◆ **TASK REQUIREMENTS**
Below are lines of data; restate word for word those running from the line containing "let result = self.validate(ctx)?;" to the line containing "what the rule", inclusive, and no others.

[Excerpts from a dataset]

**********

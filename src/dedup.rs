//! Per-thread, TTL-bounded deduplication cache.
//!
//! Callers at the ORM/pool layer often validate the same statement twice in
//! quick succession on the same thread. Probing this cache lets the second
//! call return the first call's result without re-parsing or re-running the
//! checker catalogue. There is no teacher precedent for this structure (the
//! upstream cache is a single global parse cache, not a per-thread
//! deduplication layer) — it exists purely to satisfy the normalization and
//! TTL/LRU contract.
//!
//! Deliberately **not** shared across threads: a `thread_local!` keeps each
//! thread's cache private, matching the "no cross-thread visibility"
//! invariant. But per spec.md:307 ("Both configurable **per instance**") and
//! the reconfiguration contract at spec.md:391-392, the cache is also scoped
//! *per [`crate::validator::Validator`] instance*: two validators built with
//! different `cache_size`/`ttl_ms` (or simply two different instances) must
//! not see each other's entries even when both run on the same thread.
//! [`DedupFilter`] carries a process-unique id assigned at construction and
//! keys the thread-local storage by that id, so a fresh `Validator` always
//! starts with a fresh, independently-configured cache on every thread it
//! touches.

use std::{
    cell::RefCell,
    collections::HashMap,
    sync::atomic::{AtomicU64, Ordering},
    time::Instant
};

use indexmap::IndexMap;

use crate::{sql_text::normalize, violation::ValidationResult};

struct Entry {
    result:      ValidationResult,
    inserted_at: Instant
}

struct DedupCache {
    entries:  IndexMap<String, Entry>,
    capacity: usize,
    ttl_ms:   u64
}

impl DedupCache {
    fn new(capacity: usize, ttl_ms: u64) -> Self {
        Self {
            entries: IndexMap::with_capacity(capacity.min(1024)),
            capacity,
            ttl_ms
        }
    }

    fn probe(&mut self, key: &str) -> Option<ValidationResult> {
        let entry = self.entries.get(key)?;
        if entry.inserted_at.elapsed().as_millis() as u64 > self.ttl_ms {
            self.entries.shift_remove(key);
            return None;
        }
        let (_, entry) = self.entries.shift_remove_entry(key)?;
        let result = entry.result.clone();
        self.entries.insert(
            key.to_string(),
            Entry {
                result: result.clone(),
                inserted_at: entry.inserted_at
            }
        );
        Some(result)
    }

    fn store(&mut self, key: String, result: ValidationResult) {
        if self.entries.len() >= self.capacity && !self.entries.contains_key(&key) {
            self.entries.shift_remove_index(0);
        }
        self.entries.insert(
            key,
            Entry {
                result,
                inserted_at: Instant::now()
            }
        );
    }
}

thread_local! {
    static CACHES: RefCell<HashMap<u64, DedupCache>> = RefCell::new(HashMap::new());
}

static NEXT_FILTER_ID: AtomicU64 = AtomicU64::new(0);

fn with_cache<R>(id: u64, capacity: usize, ttl_ms: u64, f: impl FnOnce(&mut DedupCache) -> R) -> R {
    CACHES.with(|cell| {
        let mut caches = cell.borrow_mut();
        let cache = caches.entry(id).or_insert_with(|| DedupCache::new(capacity, ttl_ms));
        f(cache)
    })
}

/// A handle to one [`crate::validator::Validator`] instance's deduplication
/// cache. Owned by the `Validator`; cheap to construct (a single atomic
/// increment) and cheap to clone (the id is the only state — the actual
/// cache storage lives in the calling thread's thread-local map).
#[derive(Debug, Clone, Copy, PartialEq, Eq)]
pub struct DedupFilter {
    id: u64
}

impl DedupFilter {
    /// Allocate a process-unique id for a new validator instance's cache.
    pub fn new() -> Self {
        Self {
            id: NEXT_FILTER_ID.fetch_add(1, Ordering::Relaxed)
        }
    }

    /// Probe the calling thread's slice of this filter's cache for a
    /// previously-stored result for (the normalized form of) `sql`.
    pub fn probe(&self, sql: &str, capacity: usize, ttl_ms: u64) -> Option<ValidationResult> {
        with_cache(self.id, capacity, ttl_ms, |cache| cache.probe(&normalize(sql)))
    }

    /// Store `result` against (the normalized form of) `sql` in the calling
    /// thread's slice of this filter's cache.
    pub fn store(&self, sql: &str, result: ValidationResult, capacity: usize, ttl_ms: u64) {
        with_cache(self.id, capacity, ttl_ms, |cache| cache.store(normalize(sql), result));
    }
}

impl Default for DedupFilter {
    fn default() -> Self {
        Self::new()
    }
}
//! The validator entry point, wiring the parse façade, the checker registry,
//! the per-thread deduplication filter, and the enforcement strategy into a
//! single `validate` call (§4.6).

use crate::{
    config::ValidatorConfig,
    context::SqlContext,
    dedup::DedupFilter,
    error::AppResult,
    pagination_plugin::{NoPaginationFramework, PaginationPluginDetector},
    parse::{ParseFacade, ParseMode},
    rules::{self, CheckInput, Checker},
    strategy::{self, StrategyOutcome},
    violation::{ValidationResult, Violation}
};

/// A frozen, construction-validated safety validator.
///
/// Cheap to clone the handle around via `Arc` at the call site; internally
/// the parse cache is already behind its own `Arc<Mutex<_>>` and the
/// deduplication cache is per-thread (and keyed to this instance via
/// `dedup`), so a single `Validator` is safe to share across threads without
/// additional synchronization, and two distinct `Validator`s never observe
/// each other's cached results even on the same thread.
pub struct Validator {
    config:     ValidatorConfig,
    parser:     ParseFacade,
    registry:   Vec<Box<dyn Checker>>,
    pagination: Box<dyn PaginationPluginDetector>,
    dedup:      DedupFilter
}

impl Validator {
    /// Build a validator from `config`, rejecting an out-of-range
    /// `deduplication.cache_size`/`ttl_ms` at construction (§4.6, §7).
    /// Uses [`NoPaginationFramework`] as the pagination detector; hosts that
    /// have a real physical-pagination rewriter should call
    /// [`Validator::with_pagination_detector`] instead.
    pub fn new(config: ValidatorConfig) -> AppResult<Self> {
        Self::with_pagination_detector(config, Box::new(NoPaginationFramework))
    }

    pub fn with_pagination_detector(
        config: ValidatorConfig,
        pagination: Box<dyn PaginationPluginDetector>
    ) -> AppResult<Self> {
        config.validate()?;
        let mode = if config.parser.lenient {
            ParseMode::Lenient
        } else {
            ParseMode::Strict
        };
        let registry = rules::build_registry(&config.rules);
        Ok(Self {
            parser: ParseFacade::with_cache_size(mode, config.deduplication.cache_size.max(1)),
            registry,
            pagination,
            dedup: DedupFilter::new(),
            config
        })
    }

    /// Run the full catalogue against `ctx` and return the aggregate result.
    ///
    /// Blank SQL short-circuits to an empty, passing result before touching
    /// the parser, the dedup cache, or the registry (§4.6 edge case). A
    /// deduplication hit returns the cached result without re-parsing or
    /// re-running any checker.
    ///
    /// A strict-mode parse failure does not propagate as an error here: per
    /// §4.6 step 3 it becomes a single `unparseable_sql` violation at the
    /// configured risk (CRITICAL by default), which is cached under the
    /// normalized key exactly like any other result. [`ParseFacade::parse`]
    /// itself still surfaces the raw [`crate::error::AppError`] to callers
    /// that use the façade directly, outside the validator entry point.
    pub fn validate(&self, ctx: &SqlContext) -> AppResult<ValidationResult> {
        if ctx.is_blank() {
            return Ok(ValidationResult::new());
        }

        let dedup_cfg = &self.config.deduplication;
        if dedup_cfg.enabled
            && let Some(cached) = self.dedup.probe(ctx.sql(), dedup_cfg.cache_size, dedup_cfg.ttl_ms)
        {
            return Ok(cached);
        }

        let statement = match self.parser.parse(ctx.sql()) {
            Ok(statement) => statement,
            Err(cause) => {
                let mut result = ValidationResult::new();
                result.add_violation(Violation {
                    risk:       self.config.rules.unparseable_sql.risk,
                    message:    format!("unparseable_sql: {cause}"),
                    suggestion: None,
                    rule_tag:   "unparseable_sql".to_string()
                });
                if dedup_cfg.enabled {
                    self.dedup
                        .store(ctx.sql(), result.clone(), dedup_cfg.cache_size, dedup_cfg.ttl_ms);
                }
                return Ok(result);
            }
        };
        let input = CheckInput {
            ctx,
            statement: &statement,
            pagination: self.pagination.as_ref()
        };
        let result = rules::run(&self.registry, &input);

        if dedup_cfg.enabled {
            self.dedup
                .store(ctx.sql(), result.clone(), dedup_cfg.cache_size, dedup_cfg.ttl_ms);
        }

        Ok(result)
    }

    /// `validate` followed by [`strategy::apply`] against the configured
    /// `active_strategy` — the single call most hosts want at the
    /// interception point.
    pub fn enforce(&self, ctx: &SqlContext) -> AppResult<StrategyOutcome> {
        let result = self.validate(ctx)?;
        strategy::apply(self.config.active_strategy, result)
    }
}
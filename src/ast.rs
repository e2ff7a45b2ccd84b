//! The statement AST façade.
//!
//! Rather than a template-method visitor over `sqlparser`'s tree (one
//! overridable hook per node kind), the façade collapses a parsed statement
//! into a small set of tagged variants, each carrying exactly what the rule
//! checkers in [`crate::rules`] need: the reachable table names, the
//! where-clause expression tree (kept, not just flattened into a column
//! list, so tree-aware checkers like `DummyCondition` and `DangerousFunction`
//! can walk it), set-operation chains, pagination clauses, and so on.
//!
//! `Statement::Unknown` is the façade's sentinel for "AST-shape checkers do
//! not apply here" — used both for genuine lenient-mode parse failures and
//! for successfully-parsed statement kinds the checker catalogue has no
//! AST-shape opinion about (`SHOW`, `SET`, `GRANT`, ...). Both cases want
//! identical dispatch: skip AST-shape checkers, run raw-text checkers only.

use std::collections::HashSet;

use compact_str::CompactString;
use indexmap::IndexSet;
use sqlparser::ast::{
    BinaryOperator, Expr, FunctionArg, FunctionArgExpr, FunctionArguments, GroupByExpr,
    JoinConstraint, JoinOperator, LimitClause, OrderByKind, Query as SqlQuery, SelectItem, SetExpr,
    SetQuantifier, SetOperator, Statement as SqlStatement, TableFactor, Value as SqlValue,
    WindowType
};

use crate::sql_text::leading_keyword;

/// The closed set of DDL sub-kinds the checker catalogue reasons about.
#[derive(Debug, Clone, Copy, PartialEq, Eq)]
pub enum DdlKind {
    CreateTable,
    CreateIndex,
    CreateView,
    Alter,
    Drop,
    Truncate
}

impl std::fmt::Display for DdlKind {
    fn fmt(&self, f: &mut std::fmt::Formatter<'_>) -> std::fmt::Result {
        let label = match self {
            Self::CreateTable => "CREATE TABLE",
            Self::CreateIndex => "CREATE INDEX",
            Self::CreateView => "CREATE VIEW",
            Self::Alter => "ALTER",
            Self::Drop => "DROP",
            Self::Truncate => "TRUNCATE"
        };
        write!(f, "{label}")
    }
}

/// One boundary of a set-operation chain (`UNION` / `INTERSECT` / `EXCEPT` /
/// whatever else the parser's dialect recognizes).
#[derive(Debug, Clone)]
pub struct SetOperationInfo {
    pub operator: String,
    pub all:      bool
}

#[derive(Debug, Clone, Default)]
pub struct SelectStatement {
    pub tables:         Vec<CompactString>,
    pub where_present:  bool,
    pub where_cols:     IndexSet<CompactString>,
    pub where_exprs:    Vec<Expr>,
    pub is_aggregate:   bool,
    pub has_distinct:   bool,
    pub has_order_by:   bool,
    pub limit:          Option<u64>,
    pub offset:         Option<u64>,
    pub set_operations: Vec<SetOperationInfo>,
    pub function_names: Vec<CompactString>
}

#[derive(Debug, Clone, Default)]
pub struct UpdateStatement {
    pub table:          CompactString,
    pub where_present:  bool,
    pub where_cols:     IndexSet<CompactString>,
    pub where_expr:     Option<Expr>,
    pub function_names: Vec<CompactString>
}

#[derive(Debug, Clone, Default)]
pub struct DeleteStatement {
    pub tables:         Vec<CompactString>,
    pub where_present:  bool,
    pub where_cols:     IndexSet<CompactString>,
    pub where_expr:     Option<Expr>,
    pub function_names: Vec<CompactString>
}

#[derive(Debug, Clone, Default)]
pub struct InsertStatement {
    pub table: CompactString
}

#[derive(Debug, Clone)]
pub struct DdlStatement {
    pub kind:   DdlKind,
    pub tables: Vec<CompactString>
}

#[derive(Debug, Clone)]
pub struct ExecuteStatement {
    pub raw: String
}

#[derive(Debug, Clone)]
pub struct UnknownStatement {
    pub raw: String
}

/// The parsed, façade view of a single SQL statement.
#[derive(Debug, Clone)]
pub enum Statement {
    Select(SelectStatement),
    Insert(InsertStatement),
    Update(UpdateStatement),
    Delete(DeleteStatement),
    Ddl(DdlStatement),
    Execute(ExecuteStatement),
    Unknown(UnknownStatement)
}
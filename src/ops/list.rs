use serde::{Deserialize, Serialize};

use vault_writer_core::{Error, Result};

use super::{VaultWriter, display_path, metadata_if_exists};

#[derive(Debug, Clone, PartialEq, Eq, Serialize, Deserialize)]
pub struct ListDirEntry {
    pub name: String,
    pub is_dir: bool,
    /// Size in bytes for files; always 0 for directories.
    pub size: u64,
}

#[derive(Debug, Clone, PartialEq, Eq, Serialize, Deserialize)]
pub struct ListDirResponse {
    pub path: String,
    pub relative_path: String,
    /// Immediate children in filesystem order.
    pub entries: Vec<ListDirEntry>,
}

pub(super) fn list_dir(vault: &VaultWriter, relative_dir: &str) -> Result<ListDirResponse> {
    let dir_path = vault.root.resolve(relative_dir, false)?;

    let Some(meta) = metadata_if_exists(&dir_path)? else {
        return Err(Error::NotFound(format!(
            "Directory not found: {relative_dir}"
        )));
    };
    if !meta.is_dir() {
        return Err(Error::InvalidType(format!("Not a directory: {relative_dir}")));
    }

    let list_err = |err: std::io::Error| Error::io("Failed to list directory", err);
    let mut entries = Vec::new();
    for entry in std::fs::read_dir(&dir_path).map_err(list_err)? {
        let entry = entry.map_err(list_err)?;
        let meta = std::fs::metadata(entry.path()).map_err(list_err)?;
        let is_dir = meta.is_dir();
        entries.push(ListDirEntry {
            name: entry.file_name().to_string_lossy().into_owned(),
            is_dir,
            size: if is_dir { 0 } else { meta.len() },
        });
    }

    Ok(ListDirResponse {
        path: display_path(&dir_path),
        relative_path: relative_dir.to_string(),
        entries,
    })
}
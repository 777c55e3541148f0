use serde::{Deserialize, Serialize};

use vault_writer_core::path::validate_manual_name;
use vault_writer_core::{Error, Result};

use super::{VaultWriter, display_path};

const MANUAL_SUBDIRS: [&str; 3] = ["drafts", "diagrams", "tasks"];

#[derive(Debug, Clone, PartialEq, Eq, Serialize, Deserialize)]
pub struct EnsureManualDirsResponse {
    pub manual: String,
    /// `<manual>`, then `drafts`, `diagrams` and `tasks` beneath it.
    pub paths: Vec<String>,
    pub message: String,
}

pub(super) fn ensure_manual_dirs(
    vault: &VaultWriter,
    manual: &str,
) -> Result<EnsureManualDirsResponse> {
    let manual = validate_manual_name(manual)?;

    let targets = std::iter::once(manual.to_string())
        .chain(MANUAL_SUBDIRS.iter().map(|sub| format!("{manual}/{sub}")));

    let mut paths = Vec::with_capacity(MANUAL_SUBDIRS.len() + 1);
    for relative in targets {
        let target = vault.root.resolve(&relative, false)?;
        std::fs::create_dir_all(&target).map_err(|err| {
            Error::io(
                format!("Failed to create directory {}", target.display()),
                err,
            )
        })?;
        paths.push(display_path(&target));
    }
    tracing::debug!(manual, "manual directories ensured");

    Ok(EnsureManualDirsResponse {
        manual: manual.to_string(),
        paths,
        message: "Manual directories ensured.".to_string(),
    })
}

**********

◆ **ANSWER TO THIS TASK**
        let result = self.validate(ctx)?;
        strategy::apply(self.config.active_strategy, result)
    }
}
filename src/ast.rs
repository e2ff7a45b2ccd84b
//! The statement AST façade.
//!
//! Rather than a template-method visitor over `sqlparser`'s tree (one
//! overridable hook per node kind), the façade collapses a parsed statement
//! into a small set of tagged variants, each carrying exactly what the rule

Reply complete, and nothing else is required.